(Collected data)
[Start of section]

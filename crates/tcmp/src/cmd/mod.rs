use clap::{Args, Subcommand, ValueEnum};
use std::path::PathBuf;

use tcmp_frame::Resync;
use tcmp_transport::serial::DEFAULT_BAUD_RATE;
use tcmp_transport::SerialConfig;

use crate::exit::CliResult;
use crate::hex;
use crate::output::OutputFormat;

pub mod decode;
pub mod devices;
pub mod send;
pub mod version;

#[derive(Subcommand, Debug)]
pub enum Command {
    /// List attached readers.
    Devices(DevicesArgs),
    /// Send one command and print the reader's response.
    Send(SendArgs),
    /// Reassemble frames from a captured byte dump.
    Decode(DecodeArgs),
    /// Show version information.
    Version(VersionArgs),
}

pub fn run(command: Command, format: OutputFormat) -> CliResult<i32> {
    match command {
        Command::Devices(args) => devices::run(args, format),
        Command::Send(args) => send::run(args, format),
        Command::Decode(args) => decode::run(args, format),
        Command::Version(args) => version::run(args),
    }
}

/// Serial line settings shared by commands that open a port.
#[derive(Args, Debug)]
pub struct SerialArgs {
    /// Line speed in baud.
    #[arg(long, default_value_t = DEFAULT_BAUD_RATE, env = "TCMP_BAUD")]
    pub baud: u32,
    /// Only consider USB ports with this vendor id (e.g. 0x1fc9).
    #[arg(long, value_name = "VID", value_parser = parse_u16)]
    pub usb_vid: Option<u16>,
    /// Only consider USB ports with this product id.
    #[arg(long, value_name = "PID", value_parser = parse_u16)]
    pub usb_pid: Option<u16>,
}

impl SerialArgs {
    pub fn config(&self) -> SerialConfig {
        SerialConfig {
            baud_rate: self.baud,
            usb_vid: self.usb_vid,
            usb_pid: self.usb_pid,
            ..SerialConfig::default()
        }
    }
}

#[derive(Args, Debug)]
pub struct DevicesArgs {
    #[command(flatten)]
    pub serial: SerialArgs,
}

#[derive(Args, Debug)]
pub struct SendArgs {
    /// Reader to open (e.g. /dev/ttyACM0, COM3).
    pub device: String,
    /// Command family.
    #[arg(long, short = 'f', default_value = "0", value_parser = parse_u16)]
    pub family: u16,
    /// Command code.
    #[arg(long, short = 'c', value_parser = parse_u8)]
    pub code: u8,
    /// Command payload as hex (e.g. "00 7E 10").
    #[arg(long, short = 'p', default_value = "")]
    pub payload: String,
    /// Maximum time to wait for the response (e.g. 5s, 500ms).
    #[arg(long, default_value = "5s")]
    pub timeout: String,
    #[command(flatten)]
    pub serial: SerialArgs,
}

#[derive(Copy, Clone, Debug, Default, ValueEnum)]
pub enum ResyncArg {
    /// Drop everything buffered after a corrupt header.
    #[default]
    Discard,
    /// Skip only the corrupt start marker.
    SkipMarker,
}

impl From<ResyncArg> for Resync {
    fn from(arg: ResyncArg) -> Self {
        match arg {
            ResyncArg::Discard => Resync::DiscardBuffer,
            ResyncArg::SkipMarker => Resync::SkipMarker,
        }
    }
}

#[derive(Args, Debug)]
pub struct DecodeArgs {
    /// Captured bytes as hex.
    #[arg(required_unless_present = "file", conflicts_with = "file")]
    pub hex: Option<String>,
    /// Read a binary capture from a file instead.
    #[arg(long)]
    pub file: Option<PathBuf>,
    /// Recovery after a corrupt header.
    #[arg(long, value_enum, default_value_t = ResyncArg::Discard)]
    pub resync: ResyncArg,
}

#[derive(Args, Debug)]
pub struct VersionArgs {
    /// Show extended build provenance.
    #[arg(long)]
    pub extended: bool,
}

fn parse_u16(input: &str) -> Result<u16, String> {
    let value = hex::parse_number(input)?;
    u16::try_from(value).map_err(|_| format!("{input} does not fit in 16 bits"))
}

fn parse_u8(input: &str) -> Result<u8, String> {
    let value = hex::parse_number(input)?;
    u8::try_from(value).map_err(|_| format!("{input} does not fit in 8 bits"))
}

#[cfg(test)]
mod tests {
    use super::*;

    #[test]
    fn numeric_parsers_check_range() {
        assert_eq!(parse_u16("0x0006"), Ok(6));
        assert_eq!(parse_u8("255"), Ok(255));
        assert!(parse_u8("256").is_err());
        assert!(parse_u16("0x10000").is_err());
    }

    #[test]
    fn serial_args_map_to_config() {
        let args = SerialArgs {
            baud: 9600,
            usb_vid: Some(0x1fc9),
            usb_pid: None,
        };
        let config = args.config();
        assert_eq!(config.baud_rate, 9600);
        assert_eq!(config.usb_vid, Some(0x1fc9));
        assert_eq!(config.usb_pid, None);
    }
}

[End of section]

• [PROBLEM REQUIREMENTS]:
From the first line to the last, return the data above exactly.

• [TASK RESULT]:
filename crates/tcmp/src/cmd/mod.rs
use clap::{Args, Subcommand, ValueEnum};
use std::path::PathBuf;

use tcmp_frame::Resync;
use tcmp_transport::serial::DEFAULT_BAUD_RATE;
use tcmp_transport::SerialConfig;

use crate::exit::CliResult;
use crate::hex;
use crate::output::OutputFormat;

pub mod decode;
pub mod devices;
pub mod send;
pub mod version;

#[derive(Subcommand, Debug)]
pub enum Command {
    /// List attached readers.
    Devices(DevicesArgs),
    /// Send one command and print the reader's response.
    Send(SendArgs),
    /// Reassemble frames from a captured byte dump.
    Decode(DecodeArgs),
    /// Show version information.
    Version(VersionArgs),
}

pub fn run(command: Command, format: OutputFormat) -> CliResult<i32> {
    match command {
        Command::Devices(args) => devices::run(args, format),
        Command::Send(args) => send::run(args, format),
        Command::Decode(args) => decode::run(args, format),
        Command::Version(args) => version::run(args),
    }
}

/// Serial line settings shared by commands that open a port.
#[derive(Args, Debug)]
pub struct SerialArgs {
    /// Line speed in baud.
    #[arg(long, default_value_t = DEFAULT_BAUD_RATE, env = "TCMP_BAUD")]
    pub baud: u32,
    /// Only consider USB ports with this vendor id (e.g. 0x1fc9).
    #[arg(long, value_name = "VID", value_parser = parse_u16)]
    pub usb_vid: Option<u16>,
    /// Only consider USB ports with this product id.
    #[arg(long, value_name = "PID", value_parser = parse_u16)]
    pub usb_pid: Option<u16>,
}

impl SerialArgs {
    pub fn config(&self) -> SerialConfig {
        SerialConfig {
            baud_rate: self.baud,
            usb_vid: self.usb_vid,
            usb_pid: self.usb_pid,
            ..SerialConfig::default()
        }
    }
}

#[derive(Args, Debug)]
pub struct DevicesArgs {
    #[command(flatten)]
    pub serial: SerialArgs,
}

#[derive(Args, Debug)]
pub struct SendArgs {
    /// Reader to open (e.g. /dev/ttyACM0, COM3).
    pub device: String,
    /// Command family.
    #[arg(long, short = 'f', default_value = "0", value_parser = parse_u16)]
    pub family: u16,
    /// Command code.
    #[arg(long, short = 'c', value_parser = parse_u8)]
    pub code: u8,
    /// Command payload as hex (e.g. "00 7E 10").
    #[arg(long, short = 'p', default_value = "")]
    pub payload: String,
    /// Maximum time to wait for the response (e.g. 5s, 500ms).
    #[arg(long, default_value = "5s")]
    pub timeout: String,
    #[command(flatten)]
    pub serial: SerialArgs,
}

#[derive(Copy, Clone, Debug, Default, ValueEnum)]
pub enum ResyncArg {
    /// Drop everything buffered after a corrupt header.
    #[default]
    Discard,
    /// Skip only the corrupt start marker.
    SkipMarker,
}

impl From<ResyncArg> for Resync {
    fn from(arg: ResyncArg) -> Self {
        match arg {
            ResyncArg::Discard => Resync::DiscardBuffer,
            ResyncArg::SkipMarker => Resync::SkipMarker,
        }
    }
}

#[derive(Args, Debug)]
pub struct DecodeArgs {
    /// Captured bytes as hex.
    #[arg(required_unless_present = "file", conflicts_with = "file")]
    pub hex: Option<String>,
    /// Read a binary capture from a file instead.
    #[arg(long)]
    pub file: Option<PathBuf>,
    /// Recovery after a corrupt header.
    #[arg(long, value_enum, default_value_t = ResyncArg::Discard)]
    pub resync: ResyncArg,
}

#[derive(Args, Debug)]
pub struct VersionArgs {
    /// Show extended build provenance.
    #[arg(long)]
    pub extended: bool,
}

fn parse_u16(input: &str) -> Result<u16, String> {
    let value = hex::parse_number(input)?;
    u16::try_from(value).map_err(|_| format!("{input} does not fit in 16 bits"))
}

fn parse_u8(input: &str) -> Result<u8, String> {
    let value = hex::parse_number(input)?;
    u8::try_from(value).map_err(|_| format!("{input} does not fit in 8 bits"))
}

#[cfg(test)]
mod tests {
    use super::*;

    #[test]
    fn numeric_parsers_check_range() {
        assert_eq!(parse_u16("0x0006"), Ok(6));
        assert_eq!(parse_u8("255"), Ok(255));
        assert!(parse_u8("256").is_err());
        assert!(parse_u16("0x10000").is_err());
    }

    #[test]
    fn serial_args_map_to_config() {
        let args = SerialArgs {
            baud: 9600,
            usb_vid: Some(0x1fc9),
            usb_pid: None,
        };
        let config = args.config();
        assert_eq!(config.baud_rate, 9600);
        assert_eq!(config.usb_vid, Some(0x1fc9));
        assert_eq!(config.usb_pid, None);
    }
}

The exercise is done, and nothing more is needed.